Non, je crois que c’est tout simplement le moteur qui est en cause. Attention, je ne dis pas qu’il est mauvais, loin de là. Au contraire, il allie souplesse en bas, couple à moyen régime et explosivité en haut et le tout est parfaitement exploitable, contrairement à ce que j’avais constaté sur la Tracer 900, mais, tout simplement, il ne me parle pas. Ce n’est pas facile à expliquer mais je vais essayer quand même ! Il y a d’abord ce sifflement permanent qui me perturbe, mais aussi ce sentiment que j’avais déjà noté sur les quatre cylindres en ligne d’être à un régime plus élevé que celui que m’indique l’aiguille du compte-tours. Cela s’éloigne du ressenti que j’ai sur un bicylindre où j’aime entendre les pulsations du moteur sous le réservoir, même si elles sont feutrées. J’ai encore le souvenir de mon plaisir sur la Gladius 650, la KTM 1050, la BMW 1150 GS ou 800 GS, l’Africa Twin 1000 … et ma Transalp bien sûr ! Là, il y a un côté « lisse » qui ne m’accroche pas. C’est donc uniquement au niveau des sensations ressenties que cela coince, mais cela change tout. Je peux ainsi passer d’une moto avec laquelle j’entre en vibration, comme la KTM 1050 ou l’Africa Twin à une moto qui me laisse un peu de marbre.

Sur le chemin du retour, je note un régime de 5000 tours/minute pour une vitesse de 110 km/h, et 6000 tours/minute à 130. C’est assez élevé, je trouve, mais la zone rouge est à l’avenant puisque située à 10 000 tours/minute. Cela fait beaucoup pour un trail.

Sur les rares parties bosselées, je constate que les suspensions réagissent bien, mais avec une certaine fermeté.

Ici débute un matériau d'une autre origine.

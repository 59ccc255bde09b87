//! Reminder scheduler.
//!
//! Holds one recurring trigger per active reminder, each firing on its own
//! fixed period, with a single global mute switch. Like the timer sessions
//! it has no internal thread; the caller ticks it periodically.
//!
//! Rebuilds are guarded by a generation counter: `set_reminders` bumps the
//! generation and installs a fresh trigger set, and any trigger from an
//! older generation is inert. A stale trigger can therefore never fire
//! after a rebuild begins, without relying on teardown ordering.

use chrono::Utc;
use serde::{Deserialize, Serialize};

use super::Reminder;
use crate::events::Event;
use crate::timer::now_ms;

#[derive(Debug, Clone, Serialize, Deserialize)]
struct Trigger {
    reminder_id: i64,
    text: String,
    use_tts: bool,
    use_notif: bool,
    interval_ms: u64,
    /// Next period boundary, epoch milliseconds.
    next_fire_ms: u64,
    /// Generation this trigger was installed under.
    generation: u64,
}

/// Interval trigger scheduler with a global pause switch.
///
/// Triggers fire independently per reminder; there is no staggering,
/// jitter or catch-up. A fire landing while paused is swallowed and its
/// period advances; it is never queued for later delivery.
#[derive(Debug, Clone, Serialize, Deserialize)]
pub struct ReminderScheduler {
    paused: bool,
    generation: u64,
    triggers: Vec<Trigger>,
}

impl ReminderScheduler {
    pub fn new() -> Self {
        Self {
            paused: false,
            generation: 0,
            triggers: Vec::new(),
        }
    }

    // ── Queries ──────────────────────────────────────────────────────

    pub fn paused(&self) -> bool {
        self.paused
    }

    pub fn generation(&self) -> u64 {
        self.generation
    }

    pub fn trigger_count(&self) -> usize {
        self.triggers.len()
    }

    // ── Commands ─────────────────────────────────────────────────────

    pub fn set_reminders(&mut self, reminders: &[Reminder]) {
        self.set_reminders_at(reminders, now_ms())
    }

    /// Atomically replace the whole trigger set: one trigger per entry with
    /// `active == true`, each anchored to `now_ms`. This is a full rebuild,
    /// not an incremental update.
    pub fn set_reminders_at(&mut self, reminders: &[Reminder], now_ms: u64) {
        self.generation += 1;
        self.triggers = reminders
            .iter()
            .filter(|r| r.active)
            .map(|r| {
                let interval_ms = u64::from(r.interval_min) * 60_000;
                Trigger {
                    reminder_id: r.id,
                    text: r.text.clone(),
                    use_tts: r.use_tts,
                    use_notif: r.use_notif,
                    interval_ms,
                    next_fire_ms: now_ms + interval_ms,
                    generation: self.generation,
                }
            })
            .collect();
    }

    /// Set the global mute. Underlying triggers keep their periods; fires
    /// landing while paused are dropped in `tick_at`.
    pub fn pause(&mut self) {
        self.paused = true;
    }

    pub fn resume(&mut self) {
        self.resume_at(now_ms())
    }

    /// Clear the global mute. Every trigger is re-anchored to one full
    /// interval after the resume tick, so the next fire is neither
    /// immediate nor double-counted.
    pub fn resume_at(&mut self, now_ms: u64) {
        if !self.paused {
            return;
        }
        self.paused = false;
        for trigger in &mut self.triggers {
            trigger.next_fire_ms = now_ms + trigger.interval_ms;
        }
    }

    pub fn tick(&mut self) -> Vec<Event> {
        self.tick_at(now_ms())
    }

    /// Call periodically. Returns a fire event per trigger whose period
    /// boundary has passed, at most one per trigger per tick. While paused,
    /// due fires advance their period and are dropped.
    pub fn tick_at(&mut self, now_ms: u64) -> Vec<Event> {
        let generation = self.generation;
        let paused = self.paused;
        let mut fires = Vec::new();
        for trigger in &mut self.triggers {
            if trigger.generation != generation || now_ms < trigger.next_fire_ms {
                continue;
            }
            // Advance past `now`; overdue periods are lost, not replayed.
            while trigger.next_fire_ms <= now_ms {
                trigger.next_fire_ms += trigger.interval_ms;
            }
            if paused {
                continue;
            }
            fires.push(Event::ReminderFired {
                reminder_id: trigger.reminder_id,
                text: trigger.text.clone(),
                use_tts: trigger.use_tts,
                use_notif: trigger.use_notif,
                at: Utc::now(),
            });
        }
        fires
    }
}

impl Default for ReminderScheduler {
    fn default() -> Self {
        Self::new()
    }
}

J’avais trouvé celles de l’Africa Twin plus onctueuses, mais la Triumph à l’essai est le modèle XR aux débattements de suspensions moins importants. Pour celui qui veut se rapprocher du vrai trail, il y a un modèle XC avec grands débattements et roue avant de 21 pouces et aussi, j’espère, un guidon un peu moins rabaissé.

Voilà, c’est déjà fini, je ramène la moto à la concession. Je l’examine une dernière fois en notant une qualité de fabrication indéniable. C’est certain, elle a beaucoup de qualités, cette Triumph et nul doute que le modèle XC doit mieux me convenir. Mais, car il y a un mais, je sais maintenant que le trois cylindres n’est pas ma tasse de thé (pour rester dans le ton british de ce très court essai) malgré d’indéniables qualités.

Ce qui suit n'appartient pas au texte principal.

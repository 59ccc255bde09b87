use clap::{Parser, Subcommand};

mod commands;

#[derive(Parser)]
#[command(name = "companion-cli", version, about = "Ambient companion CLI")]
struct Cli {
    #[command(subcommand)]
    command: Commands,
}

#[derive(Subcommand)]
enum Commands {
    /// Pomodoro cycle control
    Timer {
        #[command(subcommand)]
        action: commands::timer::TimerAction,
    },
    /// Free-running stopwatch control
    Stopwatch {
        #[command(subcommand)]
        action: commands::stopwatch::StopwatchAction,
    },
    /// Wellness reminder management
    Reminder {
        #[command(subcommand)]
        action: commands::reminder::ReminderAction,
    },
    /// Journal entries
    Journal {
        #[command(subcommand)]
        action: commands::journal::JournalAction,
    },
    /// Profile management
    Profile {
        #[command(subcommand)]
        action: commands::profile::ProfileAction,
    },
    /// Activity statistics and exports
    Stats {
        #[command(subcommand)]
        action: commands::stats::StatsAction,
    },
    /// Mood feedback
    Feedback {
        #[command(subcommand)]
        action: commands::feedback::FeedbackAction,
    },
    /// Configuration management
    Config {
        #[command(subcommand)]
        action: commands::config::ConfigAction,
    },
    /// Append a logbook entry by hand
    Log {
        /// Event category (e.g. "timer", "reminder")
        category: String,
        /// Event name
        event: String,
        /// Free-form value
        #[arg(default_value = "")]
        value: String,
    },
}

fn main() {
    let cli = Cli::parse();
    let result = match cli.command {
        Commands::Timer { action } => commands::timer::run(action),
        Commands::Stopwatch { action } => commands::stopwatch::run(action),
        Commands::Reminder { action } => commands::reminder::run(action),
        Commands::Journal { action } => commands::journal::run(action),
        Commands::Profile { action } => commands::profile::run(action),
        Commands::Stats { action } => commands::stats::run(action),
        Commands::Feedback { action } => commands::feedback::run(action),
        Commands::Config { action } => commands::config::run(action),
        Commands::Log {
            category,
            event,
            value,
        } => commands::log(&category, &event, &value),
    };

    if let Err(e) = result {
        eprintln!("error: {e}");
        std::process::exit(1);
    }
}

Comme on dit, il est important de trouver chaussure à son pied et je trouve que le motard a un sacré choix à sa disposition dans le domaine des trais plus ou moins orientés tout-terrain ou routiers. Entre le V4 de la CrossRunner 800, le bicylindre en ligne de la nouvelle Africa Twin, voire le 750 longue course de la NCX 750, le trois cylindres explosif de la Tracer, les V-twin de la KTM 1050 et de la V-Strom Suzuki 1000 (ou de la 650 pour ceux qu’une cylindrée plus faible ne gêne pas), sans parler des Versys 650 ou 1000, il y en a pour tous les goûts et toutes les bourses. Je trouve que c’est ce qui différencie la moto de l’auto, cette multitude de caractères mécaniques et de comportements routiers différents.

Je rends les clefs de la moto à la concessionnaire, lui fait part de mes réserves en ce qui concerne le ressenti tout en reconnaissant les qualités objectives de sa moto.

Avant ces quelques tours de roues, je ne pensais pas être aussi réfractaire au trois cylindres Triumph. Comme quoi, au-delà des essais publiés dans la presse écrite et en ligne, rien ne vaut son opinion personnelle avant de faire son choix.

Heureusement, pour me consoler, il y a le retour que je décide de rallonger quelque peu. Saint Pée sur Nivelle, Cambo, Saint Jean Pied de Port, Orreaga, Orbaitzeta, Ochagavia,Navascues, Burgui, Jaca, col du Somport, Tarbes, Pau. Au final, 600 kilomètres de routes à bonheur avec une mention spéciale pour la partie Aribe- Ezcàroz où, comme cela m’arrive parfois, j’ai atteint le nirvana motocycliste sur cette magnifique portion de route.